Send us enquiries for free, and we will assist you in establishing a direct connection with your preferred N-Cystaminyl Biguanide manufacturer or N-Cystaminyl Biguanide supplier.
A N-Cystaminyl Biguanide manufacturer is defined as any person or entity involved in the manufacture, preparation, processing, compounding or propagation of N-Cystaminyl Biguanide, including repackagers and relabelers. The FDA regulates N-Cystaminyl Biguanide manufacturers to ensure that their products comply with relevant laws and regulations and are safe and effective to use. N-Cystaminyl Biguanide API Manufacturers are required to adhere to Good Manufacturing Practices (GMP) to ensure that their products are consistently manufactured to meet established quality criteria.
A N-Cystaminyl Biguanide supplier is an individual or a company that provides N-Cystaminyl Biguanide active pharmaceutical ingredient (API) or N-Cystaminyl Biguanide finished formulations upon request. The N-Cystaminyl Biguanide suppliers may include N-Cystaminyl Biguanide API manufacturers, exporters, distributors and traders.

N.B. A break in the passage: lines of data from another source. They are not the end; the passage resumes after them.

//! Consistency post-fixer.
//!
//! Runs at the end of every change block, on the list runs around the
//! blocks the change touched, and repairs the flat model until it is
//! consistent again:
//!
//! 1. indent steps: a block may be at most one level deeper than the block
//!    before it,
//! 2. first block floor: the first block of a run sits at indent 0,
//! 3. item identity: the blocks of one item are contiguous and share one
//!    list type; a later span reusing an id gets a fresh one,
//! 4. item attributes: style, start and reversed are copied from an item's
//!    first block to the rest of it.
//!
//! The passes repeat while any of them reports a change, up to a pass cap.
//! Runs still inconsistent after the cap are demoted to plain blocks and a
//! diagnostic is reported instead of an error.

use std::collections::{BTreeMap, HashMap, HashSet};
use std::ops::Range;

use crate::error::{Diagnostic, DiagnosticKind, StoreError};
use crate::model::{Block, BlockId, ChangeBlock, ListItemId, ListType};

use super::query::{self, ItemBlocks};

pub const DEFAULT_MAX_PASSES: usize = 8;

/// A broken list invariant found by [`invariant_breaches`].
#[derive(Debug, Clone, PartialEq, Eq)]
pub enum InvariantBreach {
    IndentStep {
        block: BlockId,
        indent: usize,
        previous: usize,
    },
    FirstBlockIndent {
        block: BlockId,
        indent: usize,
    },
    SplitItem {
        block: BlockId,
        item: ListItemId,
    },
    ItemAttributes {
        block: BlockId,
        item: ListItemId,
    },
}

impl InvariantBreach {
    pub fn block(&self) -> BlockId {
        match self {
            InvariantBreach::IndentStep { block, .. }
            | InvariantBreach::FirstBlockIndent { block, .. }
            | InvariantBreach::SplitItem { block, .. }
            | InvariantBreach::ItemAttributes { block, .. } => *block,
        }
    }
}

/// Every list invariant the sequence breaks, in document order.
pub fn invariant_breaches(blocks: &[Block]) -> Vec<InvariantBreach> {
    let mut breaches = Vec::new();
    let mut items: HashMap<&ListItemId, (usize, usize)> = HashMap::new();

    for (index, block) in blocks.iter().enumerate() {
        let Some(list) = &block.list else { continue };

        match index.checked_sub(1).and_then(|i| blocks[i].list.as_ref()) {
            None if list.indent > 0 => breaches.push(InvariantBreach::FirstBlockIndent {
                block: block.id,
                indent: list.indent,
            }),
            Some(previous) if list.indent > previous.indent + 1 => {
                breaches.push(InvariantBreach::IndentStep {
                    block: block.id,
                    indent: list.indent,
                    previous: previous.indent,
                })
            }
            _ => {}
        }

        let Some(&(first, last)) = items.get(&list.item_id) else {
            items.insert(&list.item_id, (index, index));
            continue;
        };
        let Some(item) = &blocks[first].list else { continue };
        let connected = list.indent == item.indent
            && blocks[last + 1..index]
                .iter()
                .all(|b| b.indent().is_some_and(|indent| indent > item.indent));

        if !connected {
            breaches.push(InvariantBreach::SplitItem {
                block: block.id,
                item: list.item_id.clone(),
            });
        } else {
            if !list.same_item_properties(item) {
                breaches.push(InvariantBreach::ItemAttributes {
                    block: block.id,
                    item: list.item_id.clone(),
                });
            }
            items.insert(&list.item_id, (first, index));
        }
    }
    breaches
}

#[derive(Debug, Clone, Default, PartialEq, Eq)]
pub struct FixReport {
    /// Blocks the fixer wrote to, in first-write order.
    pub changed: Vec<BlockId>,
    /// Blocks demoted after the pass cap was reached.
    pub demoted: Vec<BlockId>,
    pub passes: usize,
    pub diagnostics: Vec<Diagnostic>,
}

impl FixReport {
    pub fn is_empty(&self) -> bool {
        self.changed.is_empty() && self.demoted.is_empty()
    }

    fn record(&mut self, ids: impl IntoIterator<Item = BlockId>) {
        for id in ids {
            if !self.changed.contains(&id) {
                self.changed.push(id);
            }
        }
    }
}

#[derive(Debug, Clone)]
pub struct PostFixer {
    max_passes: usize,
}

impl Default for PostFixer {
    fn default() -> Self {
        Self::new(DEFAULT_MAX_PASSES)
    }
}

impl PostFixer {
    pub fn new(max_passes: usize) -> Self {
        Self { max_passes }
    }

    pub fn max_passes(&self) -> usize {
        self.max_passes
    }

    /// Fixes the list runs around `touched`. Ids of blocks that no longer
    /// exist are ignored.
    pub fn run(
        &self,
        tx: &mut ChangeBlock<'_>,
        touched: &[BlockId],
    ) -> Result<FixReport, StoreError> {
        let blocks = tx.blocks();
        let mut runs = BTreeMap::new();
        for index in touched.iter().filter_map(|id| tx.index_of(*id)) {
            for around in [index.checked_sub(1), Some(index), Some(index + 1)] {
                if let Some(run) = around.and_then(|i| query::list_run(blocks, i)) {
                    runs.insert(run.start, run);
                }
            }
        }
        self.fix(tx, runs.into_values().collect())
    }

    /// Fixes every list run of the document.
    pub fn run_all(&self, tx: &mut ChangeBlock<'_>) -> Result<FixReport, StoreError> {
        let runs = query::list_runs(tx.blocks());
        self.fix(tx, runs)
    }

    fn fix(
        &self,
        tx: &mut ChangeBlock<'_>,
        runs: Vec<Range<usize>>,
    ) -> Result<FixReport, StoreError> {
        let mut report = FixReport::default();
        if runs.is_empty() {
            return Ok(report);
        }

        for pass in 0..self.max_passes {
            let mut changed = Vec::new();
            for run in &runs {
                changed.extend(fix_indents(tx, run.clone(), IndentFloor::PreviousStep)?);
            }
            for run in &runs {
                changed.extend(fix_indents(tx, run.clone(), IndentFloor::Root)?);
            }
            changed.extend(fix_item_ids(tx, &runs)?);
            for run in &runs {
                changed.extend(fix_item_attributes(tx, run.clone())?);
            }

            report.passes = pass + 1;
            if changed.is_empty() {
                break;
            }
            report.record(changed);
        }

        self.demote_broken_runs(tx, &runs, &mut report)?;
        log::debug!(
            "post-fixer: {} runs, {} passes, {} blocks changed, {} demoted",
            runs.len(),
            report.passes,
            report.changed.len(),
            report.demoted.len()
        );
        Ok(report)
    }

    fn demote_broken_runs(
        &self,
        tx: &mut ChangeBlock<'_>,
        runs: &[Range<usize>],
        report: &mut FixReport,
    ) -> Result<(), StoreError> {
        let blocks = tx.blocks();
        let mut broken = BTreeMap::new();
        for breach in invariant_breaches(blocks) {
            let Some(index) = tx.index_of(breach.block()) else {
                continue;
            };
            if let Some(run) = runs.iter().find(|run| run.contains(&index)) {
                broken.insert(run.start, run.clone());
            }
        }

        let broken: Vec<Vec<BlockId>> = broken
            .into_values()
            .map(|run| blocks[run].iter().map(|b| b.id).collect())
            .collect();
        let extensions: Vec<String> = tx
            .schema()
            .extension_attributes()
            .map(str::to_string)
            .collect();

        for ids in broken {
            log::warn!(
                "post-fixer did not converge within {} passes, demoting {} blocks",
                self.max_passes,
                ids.len()
            );
            report.diagnostics.push(Diagnostic::new(
                DiagnosticKind::InvariantViolation,
                ids.clone(),
                format!(
                    "list did not converge within {} post-fixer passes and was demoted",
                    self.max_passes
                ),
            ));
            for id in ids {
                tx.clear_list(id)?;
                for name in &extensions {
                    tx.remove_extra(id, name)?;
                }
                report.demoted.push(id);
            }
        }
        Ok(())
    }
}

#[derive(Debug, Clone, Copy, PartialEq, Eq)]
enum IndentFloor {
    /// The run's first block is accepted as is.
    PreviousStep,
    /// The run's first block must be at indent 0.
    Root,
}

/// Clamps blocks deeper than allowed, shifting each offending stretch up as
/// a whole so nested blocks keep their relative depth.
fn fix_indents(
    tx: &mut ChangeBlock<'_>,
    run: Range<usize>,
    floor: IndentFloor,
) -> Result<Vec<BlockId>, StoreError> {
    let blocks = tx.blocks();
    let Some(first) = blocks.get(run.start).and_then(Block::indent) else {
        return Ok(Vec::new());
    };
    let mut max_indent = match floor {
        IndentFloor::PreviousStep => first + 1,
        IndentFloor::Root => 0,
    };
    let mut previous: Option<usize> = None;
    let mut fix_by: Option<usize> = None;

    let mut plan = Vec::new();
    for block in &blocks[run] {
        let Some(indent) = block.indent() else { break };
        if indent > max_indent {
            let mut fixed = match fix_by {
                None => {
                    fix_by = Some(indent - max_indent);
                    max_indent
                }
                Some(by) => {
                    let by = by.min(indent);
                    fix_by = Some(by);
                    indent - by
                }
            };
            if let Some(previous) = previous
                && fixed > previous + 1
            {
                fixed = previous + 1;
            }
            plan.push((block.id, fixed));
            previous = Some(fixed);
        } else {
            fix_by = None;
            max_indent = indent + 1;
            previous = Some(indent);
        }
    }

    let mut changed = Vec::new();
    for (id, indent) in plan {
        if tx.update_list(id, |list| list.indent = indent)? {
            changed.push(id);
        }
    }
    Ok(changed)
}

enum FreshId {
    Keep(ListItemId),
    Fresh,
}

/// Gives a fresh id to every item span reusing an id already seen earlier
/// in the document, and to the part of an item whose list type differs
/// from the blocks before it.
fn fix_item_ids(
    tx: &mut ChangeBlock<'_>,
    runs: &[Range<usize>],
) -> Result<Vec<BlockId>, StoreError> {
    let blocks = tx.blocks();
    let mut seen: HashSet<&ListItemId> = HashSet::new();
    let mut visited = HashSet::new();
    let mut segments: Vec<(FreshId, Vec<(BlockId, bool)>)> = Vec::new();

    for (index, block) in blocks.iter().enumerate() {
        let Some(list) = &block.list else { continue };
        if visited.contains(&index) {
            continue;
        }
        let examined = runs.iter().any(|run| run.contains(&index));

        let mut id = if seen.contains(&list.item_id) {
            FreshId::Fresh
        } else {
            FreshId::Keep(list.item_id.clone())
        };
        seen.insert(&list.item_id);

        let mut list_type: &ListType = &list.list_type;
        let mut members = Vec::new();
        for member in query::blocks_of_item(blocks, index, ItemBlocks::Forward) {
            visited.insert(member);
            let Some(member_list) = &blocks[member].list else { continue };
            if &member_list.list_type != list_type {
                segments.push((std::mem::replace(&mut id, FreshId::Fresh), members));
                members = Vec::new();
                list_type = &member_list.list_type;
            }
            members.push((blocks[member].id, examined));
        }
        segments.push((id, members));
    }

    // Duplicates are renamed even outside the examined runs.
    let mut changed = Vec::new();
    for (id, members) in segments {
        if matches!(id, FreshId::Keep(_)) && members.iter().all(|(_, examined)| !examined) {
            continue;
        }
        let id = match id {
            FreshId::Keep(id) => id,
            FreshId::Fresh => tx.new_item_id(),
        };
        for (block, _) in members {
            if tx.update_list(block, |list| list.item_id = id.clone())? {
                changed.push(block);
            }
        }
    }
    Ok(changed)
}

/// Copies the item-level attributes of each item's first block to the
/// rest of the item.
fn fix_item_attributes(
    tx: &mut ChangeBlock<'_>,
    run: Range<usize>,
) -> Result<Vec<BlockId>, StoreError> {
    let blocks = tx.blocks();
    let mut visited = HashSet::new();
    let mut plan = Vec::new();

    for index in run {
        if visited.contains(&index) {
            continue;
        }
        let Some(first) = &blocks[index].list else { continue };
        for member in query::blocks_of_item(blocks, index, ItemBlocks::Forward) {
            visited.insert(member);
            if let Some(list) = &blocks[member].list
                && !list.same_item_properties(first)
            {
                plan.push((blocks[member].id, first.clone()));
            }
        }
    }

    let mut changed = Vec::new();
    for (id, first) in plan {
        if tx.update_list(id, |list| list.copy_item_properties(&first))? {
            changed.push(id);
        }
    }
    Ok(changed)
}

N-Cystaminyl Biguanide Active pharmaceutical ingredient (API) is produced in GMP-certified manufacturing facility.
GMP stands for Good Manufacturing Practices, which is a system used in the pharmaceutical industry to make sure that goods are regularly produced and monitored in accordance with quality standards. The FDA’s current Good Manufacturing Practices requirements are referred to as cGMP or current GMP which indicates that the company follows the most recent GMP specifications. The World Health Organization (WHO) has its own set of GMP guidelines, called the WHO GMP. Different countries can also set their own guidelines for GMP like China (Chinese GMP) or the EU (EU GMP).

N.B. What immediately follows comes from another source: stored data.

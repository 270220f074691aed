// Benchmark helper functions - Rust's dead code analysis doesn't understand
// that these are used by benchmark files in the same directory
// See: https://users.rust-lang.org/t/cargo-rustc-benches-awarnings/110111/2
#[allow(dead_code)]
pub fn generate_list_markdown(sections: usize, depth: usize) -> String {
    let mut content = String::new();
    for section in 0..sections {
        content.push_str(&format!("## Section {section}\n\n"));
        for item in 0..4 {
            push_item(&mut content, 0, depth, item);
        }
        content.push('\n');
    }
    content
}

#[allow(dead_code)]
fn push_item(content: &mut String, level: usize, depth: usize, item: usize) {
    content.push_str(&format!(
        "{}- Item {item} at level {level}\n",
        "  ".repeat(level)
    ));
    if level + 1 < depth {
        for child in 0..2 {
            push_item(content, level + 1, depth, child);
        }
    }
}
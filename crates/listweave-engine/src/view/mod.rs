//! The rendered side: view tree, incremental converter, marker strategies,
//! position mapping and HTML output.

pub mod convert;
pub mod html;
pub mod marker;
pub mod position;
pub mod tree;

pub use convert::{ConversionReport, Converter};
pub use html::to_html;
pub use marker::{ItemContext, MarkerDescriptor, MarkerRegistry, MarkerTarget, Placement};
pub use position::{ModelPosition, PositionMap, ViewPosition};
pub use tree::{ContentNode, ItemChild, ItemNode, ListNode, MarkerNode, ViewId, ViewNode, ViewTree};
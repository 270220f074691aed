pub mod editor;
pub mod error;
pub mod io;
pub mod lists;
pub mod model;
pub mod view;

#[cfg(test)]
pub mod tests;

// Re-export key types for easier usage
pub use editor::*;
pub use error::*;
pub use io::*;
pub use lists::{Command, CommandOutcome, ListProperties, ListQuery, PostFixer};
pub use model::*;
pub use view::{
    ConversionReport, Converter, MarkerRegistry, ModelPosition, PositionMap, ViewPosition, ViewTree,
    to_html,
};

PharmaCompass offers a list of N-Cystaminyl Biguanide GMP manufacturers, exporters & distributors, which can be sorted by USDMF, JDMF, KDMF, CEP (COS), WC, and more, enabling you to easily find the right N-Cystaminyl Biguanide GMP manufacturer or N-Cystaminyl Biguanide GMP API supplier for your needs.
A N-Cystaminyl Biguanide CoA (Certificate of Analysis) is a formal document that attests to N-Cystaminyl Biguanide's compliance with N-Cystaminyl Biguanide specifications and serves as a tool for batch-level quality control.
N-Cystaminyl Biguanide CoA mostly includes findings from lab analyses of a specific batch. For each N-Cystaminyl Biguanide CoA document that a company creates, the USFDA specifies specific requirements, such as supplier information, material identification, transportation data, evidence of conformity and signature data.
N-Cystaminyl Biguanide may be tested according to a variety of international standards, such as European Pharmacopoeia (N-Cystaminyl Biguanide EP), N-Cystaminyl Biguanide JP (Japanese Pharmacopeia) and the US Pharmacopoeia (N-Cystaminyl Biguanide USP).